Sooo, I only just broke open the box of my pressure cooker and used it.
I got this pressure cooker as a bridal shower gift about this exact same time LAST YEAR.
This clearly just goes to show that I did not deserve to receive so many gifts because I might be 80 years old by the time I break into everything I was gifted and use it. Mind you, I'm grateful for everything, I just might not live to use it all. And this was one of the things I genuinely wanted to have because I was curious how it'd work. In fact it's pretty rad. It's like a crock pot, only without all that pesky waiting time of slowly cooking all day. I do however have to admit that I was intimidated by using it. I've seen a lot of cartoons in my youth where it blows up and expels its contents all over the room. I'm sure a lot of other people tend to feel the same way; I've never seen anyone actually use one on any cooking show, my mother's never used one and my friends never make any mention of.
I think it's sort of retro. But so far I like it, and I think it'll be my new favorite toy when making things like stock that sit on my stove chugging along for hours and hours and hours. Instead of that I can throw it in the pressure cooker and be done in 1/3rd the time. Saves time, saves electricity (I have an electric range..sigh) and they say it saves nutrients and vitamins because they aren't all cooked out. I don't know how much I believe that, but I'll just nod along.
I was about to also use my cake platter/dome, but the tiramisu I made was way way way smaller than the dome and if I put the tiramisu in there it'd look so tiny and sad. Plus it'd eat up like 1/3 of my fridge space because tiramisus need to remain chilled due to all the dairy. One day I'll need to make a normal cake that doesn't require refrigeration.
I do however feel good about wiping all those glasses and goblets off the registry because ugh, yeah..I only have like one shelf in one cabinet available for glasses and those suckers take up a ton of space. Now that I'm married I also do not drink any more than I did previously. In fact, I drink a lot less...so I really WOULD be 80 by the time I finally used those glasses. I know everyone says "oh, but we'll need it when we have holidays at our house" but when is the last time I even had a dinner guest? My dinner table is positioned so that only three people can eat at it. That means, Trevor, myself and one lonely guest.

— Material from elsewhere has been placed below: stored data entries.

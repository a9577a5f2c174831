//! Test utilities shared across integration tests.

use bytes::Bytes;
use proxyfront::session::{ConnectionId, ProxyCommand, ProxyStep, SessionDescriptor};
use proxyfront::socks5::SOCKS5_PLUGIN_ID;

/// Builder for session descriptors in arbitrary states.
pub struct SessionBuilder {
    plugin_id: u8,
    step: ProxyStep,
    command: ProxyCommand,
    payload: Vec<u8>,
    target: Option<(Vec<u8>, u16)>,
}

impl Default for SessionBuilder {
    fn default() -> Self {
        SessionBuilder {
            plugin_id: SOCKS5_PLUGIN_ID,
            step: ProxyStep::Auth,
            command: ProxyCommand::Connect,
            payload: Vec::new(),
            target: None,
        }
    }
}

#[allow(dead_code)]
impl SessionBuilder {
    pub fn new() -> Self {
        Self::default()
    }

    pub fn plugin_id(mut self, id: u8) -> Self {
        self.plugin_id = id;
        self
    }

    pub fn step(mut self, step: ProxyStep) -> Self {
        self.step = step;
        self
    }

    pub fn command(mut self, command: ProxyCommand) -> Self {
        self.command = command;
        self
    }

    pub fn payload(mut self, payload: &[u8]) -> Self {
        self.payload = payload.to_vec();
        self
    }

    pub fn target(mut self, address: &[u8], port: u16) -> Self {
        self.target = Some((address.to_vec(), port));
        self
    }

    pub fn build(self) -> SessionDescriptor {
        let mut session = SessionDescriptor::new(self.plugin_id, ConnectionId(99));
        session.step = self.step;
        session.command = self.command;
        session.payload = Bytes::from(self.payload);
        if let Some((address, port)) = self.target {
            session.target_address = Bytes::from(address);
            session.target_port = port;
        }
        session
    }
}

/// A SOCKS5 CONNECT request to an IPv4 target.
pub fn connect_request(ip: [u8; 4], port: u16) -> Vec<u8> {
    let mut request = vec![0x05, 0x01, 0x00, 0x01];
    request.extend_from_slice(&ip);
    request.extend_from_slice(&port.to_be_bytes());
    request
}

/// A SOCKS5 UDP ASSOCIATE request bound to 0.0.0.0:0.
pub fn udp_associate_request() -> Vec<u8> {
    vec![0x05, 0x03, 0x00, 0x01, 0, 0, 0, 0, 0, 0]
}

/// A SOCKS5 UDP envelope carrying `payload` for an IPv4 target.
pub fn udp_envelope(ip: [u8; 4], port: u16, payload: &[u8]) -> Vec<u8> {
    let mut envelope = vec![0x00, 0x00, 0x00, 0x01];
    envelope.extend_from_slice(&ip);
    envelope.extend_from_slice(&port.to_be_bytes());
    envelope.extend_from_slice(payload);
    envelope
}
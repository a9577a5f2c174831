//! SOCKS5 protocol implementation
//!
//! Contains the address/port codec shared by every SOCKS5 message shape,
//! the message codec for handshake/command/UDP framing, and the protocol
//! plugin that drives a session's state machine over them.

pub mod codec;
pub mod consts;
pub mod endpoint;
mod plugin;

pub use codec::{
    build_connect_response, build_udp_response, parse_auth_methods, parse_command_request,
    parse_password_auth, parse_udp_envelope,
};
pub use endpoint::{decode_endpoint, encode_endpoint, DomainResolver, Endpoint, SystemResolver};
pub use plugin::{Socks5Config, Socks5Plugin, SOCKS5_ACCESS, SOCKS5_PLUGIN_ID};
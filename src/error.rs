//! Error types for proxyfront
//!
//! This module defines all custom error types used throughout the library.

use thiserror::Error;

/// Main error type for proxy front-end operations
#[derive(Error, Debug)]
pub enum ProxyError {
    /// Wire codec error
    #[error("Codec error: {0}")]
    Codec(#[from] CodecError),

    /// No plugin registered under the requested id
    #[error("No plugin registered for id {0}")]
    PluginNotFound(u8),

    /// A plugin with the same id is already registered
    #[error("Plugin id {0} is already registered")]
    PluginAlreadyRegistered(u8),

    /// Configuration error
    #[error("Configuration error: {0}")]
    Config(String),
}

/// Errors produced while parsing or building protocol messages.
///
/// Only `Truncated` is recoverable: the caller should wait for more bytes
/// and retry the same parse. Every other kind terminates the session.
#[derive(Error, Debug)]
pub enum CodecError {
    /// Buffer shorter than a field demands
    #[error("Truncated message: need {needed} bytes, have {have}")]
    Truncated {
        /// Bytes the current field requires
        needed: usize,
        /// Bytes actually available
        have: usize,
    },

    /// Address-type tag not recognized
    #[error("Malformed address: unknown address type {0}")]
    MalformedAddress(u8),

    /// Command byte not CONNECT/BIND/UDP ASSOCIATE
    #[error("Unsupported command: {0}")]
    UnsupportedCommand(u8),

    /// The external resolver could not resolve a domain-typed endpoint
    #[error("Domain resolution failed: {0}")]
    DomainResolutionFailed(String),
}

impl CodecError {
    /// Whether the caller may retry this parse once more bytes arrive.
    pub fn is_recoverable(&self) -> bool {
        matches!(self, CodecError::Truncated { .. })
    }
}

/// Fail with `Truncated` unless the buffer holds at least `needed` bytes.
pub(crate) fn ensure_len(buf: &[u8], needed: usize) -> Result<(), CodecError> {
    if buf.len() < needed {
        Err(CodecError::Truncated {
            needed,
            have: buf.len(),
        })
    } else {
        Ok(())
    }
}
//! Per-session state shared between codec, plugins and validators.
//!
//! A [`SessionDescriptor`] carries everything the front-end knows about one
//! in-flight proxy attempt. One descriptor is never shared between sessions;
//! plugins own its payload exclusively while processing the current step.

use bytes::Bytes;
use std::fmt;

/// Opaque handle identifying the originating transport session.
///
/// The transport layer mints these; the front-end only carries them through
/// to the service-access validator.
#[derive(Debug, Clone, Copy, PartialEq, Eq, Hash)]
pub struct ConnectionId(pub u64);

impl fmt::Display for ConnectionId {
    fn fmt(&self, f: &mut fmt::Formatter<'_>) -> fmt::Result {
        write!(f, "conn-{}", self.0)
    }
}

/// Stage of a session's protocol state machine.
///
/// The concrete stage sequence is plugin-defined; SOCKS5 walks
/// Auth -> (AuthSubNegotiation) -> Command -> Forwarding.
#[derive(Debug, Clone, Copy, PartialEq, Eq, PartialOrd, Ord)]
pub enum ProxyStep {
    /// Authentication method negotiation
    Auth,
    /// Username/password sub-negotiation
    AuthSubNegotiation,
    /// Command request (CONNECT / BIND / UDP ASSOCIATE)
    Command,
    /// Established; payloads flow to/from the target
    Forwarding,
}

/// Requested proxy operation, valid once `step >= Command`.
#[derive(Debug, Clone, Copy, PartialEq, Eq)]
pub enum ProxyCommand {
    /// Establish a TCP connection to the target
    Connect,
    /// Wait for an inbound connection
    Bind,
    /// Establish a UDP relay
    UdpAssociate,
}

impl ProxyCommand {
    /// Parse a SOCKS5 command byte.
    pub fn from_byte(byte: u8) -> Option<Self> {
        match byte {
            1 => Some(ProxyCommand::Connect),
            2 => Some(ProxyCommand::Bind),
            3 => Some(ProxyCommand::UdpAssociate),
            _ => None,
        }
    }

    /// Wire representation of this command.
    pub fn to_byte(self) -> u8 {
        match self {
            ProxyCommand::Connect => 1,
            ProxyCommand::Bind => 2,
            ProxyCommand::UdpAssociate => 3,
        }
    }
}

impl fmt::Display for ProxyCommand {
    fn fmt(&self, f: &mut fmt::Formatter<'_>) -> fmt::Result {
        match self {
            ProxyCommand::Connect => write!(f, "CONNECT"),
            ProxyCommand::Bind => write!(f, "BIND"),
            ProxyCommand::UdpAssociate => write!(f, "UDP ASSOCIATE"),
        }
    }
}

/// State of one in-flight proxy attempt.
#[derive(Debug, Clone)]
pub struct SessionDescriptor {
    /// Which protocol plugin owns this session
    pub plugin_id: u8,
    /// Current protocol stage
    pub step: ProxyStep,
    /// Requested operation, meaningful once `step >= Command`
    pub command: ProxyCommand,
    /// Raw target address bytes: 4 (IPv4) or 16 (IPv6).
    /// Domain names are resolved to one of these before firewall evaluation;
    /// any other length bypasses IP-based rules.
    pub target_address: Bytes,
    /// Target port, host byte order
    pub target_port: u16,
    /// Originating transport session
    pub connection_id: ConnectionId,
    /// Payload currently being processed; exclusively owned by the plugin
    /// handling the current step
    pub payload: Bytes,
}

impl SessionDescriptor {
    /// Create a fresh descriptor at the Auth step for `plugin_id`.
    pub fn new(plugin_id: u8, connection_id: ConnectionId) -> Self {
        SessionDescriptor {
            plugin_id,
            step: ProxyStep::Auth,
            command: ProxyCommand::Connect,
            target_address: Bytes::new(),
            target_port: 0,
            connection_id,
            payload: Bytes::new(),
        }
    }

    /// Whether the target address is IP-addressable (IPv4 or IPv6 bytes).
    pub fn has_ip_target(&self) -> bool {
        matches!(self.target_address.len(), 4 | 16)
    }
}
//! Configuration loading
//!
//! Firewall rule tables and SOCKS5 plugin settings come from a TOML file.
//! Rules are written as CIDR strings grouped by `(port, transport, plugin)`
//! key fields, with `0` meaning "any port" / "any plugin", and compile to
//! the immutable in-memory tables the engine reads.

use crate::error::ProxyError;
use crate::firewall::{FirewallConfig, FirewallKey, FirewallRule, Transport};
use crate::socks5::Socks5Config;
use anyhow::{Context, Result};
use serde::Deserialize;
use std::path::Path;

/// Top-level configuration.
#[derive(Debug, Default, Deserialize)]
pub struct Config {
    /// Firewall allow/deny rule tables
    #[serde(default)]
    pub firewall: FirewallSection,
    /// SOCKS5 plugin settings
    #[serde(default)]
    pub socks5: Socks5Config,
}

/// The two firewall rule lists.
#[derive(Debug, Default, Deserialize)]
pub struct FirewallSection {
    /// Allow-list entries
    #[serde(default)]
    pub allow: Vec<FirewallEntry>,
    /// Deny-list entries
    #[serde(default)]
    pub deny: Vec<FirewallEntry>,
}

/// One keyed group of CIDR rules.
#[derive(Debug, Deserialize)]
pub struct FirewallEntry {
    /// Target port, 0 for any
    #[serde(default)]
    pub port: u16,
    /// Transport the rules apply to
    pub transport: Transport,
    /// Plugin id, 0 for any
    #[serde(default)]
    pub plugin: u8,
    /// CIDR blocks, e.g. `"10.0.0.0/8"` or a bare address
    pub rules: Vec<String>,
}

impl FirewallEntry {
    fn key(&self) -> FirewallKey {
        FirewallKey::new(self.port, self.transport, self.plugin)
    }
}

impl FirewallSection {
    /// Compile the textual rules into the engine's lookup tables.
    pub fn compile(&self) -> Result<FirewallConfig, ProxyError> {
        let mut firewall = FirewallConfig::new();
        for entry in &self.allow {
            for cidr in &entry.rules {
                firewall.add_allow(entry.key(), cidr.parse::<FirewallRule>()?);
            }
        }
        for entry in &self.deny {
            for cidr in &entry.rules {
                firewall.add_deny(entry.key(), cidr.parse::<FirewallRule>()?);
            }
        }
        Ok(firewall)
    }
}

/// Load configuration from a TOML file.
pub fn load_config<P: AsRef<Path>>(path: P) -> Result<Config> {
    let content = std::fs::read_to_string(path.as_ref())
        .with_context(|| format!("Failed to read config file: {:?}", path.as_ref()))?;

    parse_config(&content)
}

/// Parse configuration from a TOML string.
pub fn parse_config(content: &str) -> Result<Config> {
    toml::from_str(content).with_context(|| "Failed to parse configuration")
}
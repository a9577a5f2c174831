//! # Proxyfront - Pluggable Proxy Front-End
//!
//! Proxyfront is the protocol-and-policy core of a proxy: a single listening
//! surface (owned by the caller) accepts connections speaking different wire
//! protocols, and this crate decides what happens to each session. It
//! bundles three tightly coupled pieces:
//!
//! - **SOCKS5 codec**: handshake, command and UDP-envelope parsing plus
//!   response framing, over plain in-memory buffers
//! - **Firewall engine**: CIDR allow/deny verdicts keyed by port, transport
//!   and plugin scope
//! - **Plugin registry + validator chain**: protocol plugins registered
//!   under one-byte ids, composed with access checks into a single
//!   pass/fail decision per session
//!
//! ## Usage
//!
//! ```rust
//! use proxyfront::frontend::ProxyFrontend;
//! use proxyfront::session::{ConnectionId, SessionDescriptor};
//! use proxyfront::socks5::{Socks5Config, Socks5Plugin, SOCKS5_PLUGIN_ID};
//! use std::sync::Arc;
//!
//! let frontend = ProxyFrontend::builder()
//!     .register_plugin(Arc::new(Socks5Plugin::new(Socks5Config::default())))
//!     .build();
//!
//! let mut session = SessionDescriptor::new(SOCKS5_PLUGIN_ID, ConnectionId(1));
//! session.payload = bytes::Bytes::from_static(&[0x05, 0x01, 0x00]);
//! let decision = frontend.handle_request(&mut session).unwrap();
//! assert_eq!(decision, proxyfront::frontend::Decision::Reply);
//! ```
//!
//! ## Architecture
//!
//! Transport I/O stays outside: the caller reads bytes, hands them to
//! [`frontend::ProxyFrontend::handle_request`] /
//! [`frontend::ProxyFrontend::handle_answer`], and acts on the returned
//! [`frontend::Decision`]. Nothing in this crate blocks or suspends; every
//! operation is a synchronous transform over buffers and read-only tables,
//! safe to run concurrently across sessions.

#![warn(missing_docs)]
#![warn(rust_2018_idioms)]

pub mod config;
pub mod error;
pub mod firewall;
pub mod frontend;
pub mod plugin;
pub mod session;
pub mod socks5;
pub mod validator;

// Re-export commonly used items
pub use config::{load_config, parse_config, Config};
pub use error::{CodecError, ProxyError};
pub use firewall::{FirewallConfig, FirewallKey, FirewallRule, Transport, Verdict};
pub use frontend::{Decision, ProxyFrontend, ProxyFrontendBuilder};
pub use plugin::{PluginRegistry, ProxyPlugin, ValidateResult};
pub use session::{ConnectionId, ProxyCommand, ProxyStep, SessionDescriptor};
pub use validator::{ServiceAccess, SessionValidator, ValidatorChain};

/// Version of the proxyfront library
pub const VERSION: &str = env!("CARGO_PKG_VERSION");

/// Name of the library
pub const NAME: &str = env!("CARGO_PKG_NAME");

I've been bargaining back and forth with myself about getting an enamel coated cast iron dutch oven. I want one...but I don't need one. So I keep going back and forth. And then back and forth. And then I hover extra long at Macys looking at one. They are crazy heavy just empty so I imagine I might break my weak chicken arms trying to carry one from the range to the oven and then to the table. But I also don't have a good stove. It seems silly to spend money on something I don't need when I have 90 gazillion pots and pans already. Perhaps when I have a really awesome gas range I'll find it'll be a welcome splurge for myself. A gift for being patient and awesome.
That or I accidentally melt some more of my existing pots and pans by being a doof and thus need to replace them.
I melted one this past weekend because I forgot about it on the stove when I was boiling water. Honest mistake. I didn't like that one anyway...wasn't non-stick. Constantly had gunk stuck to it I had to soak repeatedly to get off. I know that chefs seem to like the stainless, but I can't get into it. I have to use like 4 times more oil to coat the pan and I start feeling queasy about how that's all going to be stuck to my arteries. (Never mind the fact I use olive oil...I still am convinced I'm going to die.)
What did I make this weekend? Lasagna rollups for my Trevor. I'm not the biggest lasagna fan, but Trevor is so I pulled together a crab, shrimp and salmon filling for the lasagna. Rollups? Well, it's a slightly less time consuming manifestation of lasagna that traditionally takes hours to cook in the oven. These, you boil your noodles, lay then flat on your counter and spread your filling on top of the noodle. You then roll them up like a jelly-roll cake...except pasta-y. I had a mix of tomato sauce from a jar and a homemade mushroom cream sauce. Your precooked lasagna rolls still need to go in the oven to get all gooey and delicious. I don't have a timer...I just eyeball it. Maybe 30 minutes?
I would make a horrific cookbook writer, huh? I never have any measurements and I never know how long it takes to do anything. But it was delicious. And I like that it's individually portioned.
I know everyone and their dog's best friend's cousin's chiropractor has a story about how their grandmother made sauce from scratch, but not me. My grandmother never even ate spaghetti and meatballs in her entire life. And everyone just does it from the jar or can anyway. They talk a great game about how they love homemade sauce and then just go out and by it prefab and throw in some garlic powder and oregano to pretend it was homemade. Seems a little odd to me.
How many ingredients do you have to add to something in order for it to go from unhomemade, to homemade? I'm curious...I'm not just being a jerk about it. Like, if I buy bread and take a slice, stick it in the toaster and schmear it with butter, I didn't just make homemade toast?...or did I? Does the heating it make it homemade? If that's the case, if I heat up a frozen pizza can I then claim it's a homemade pizza?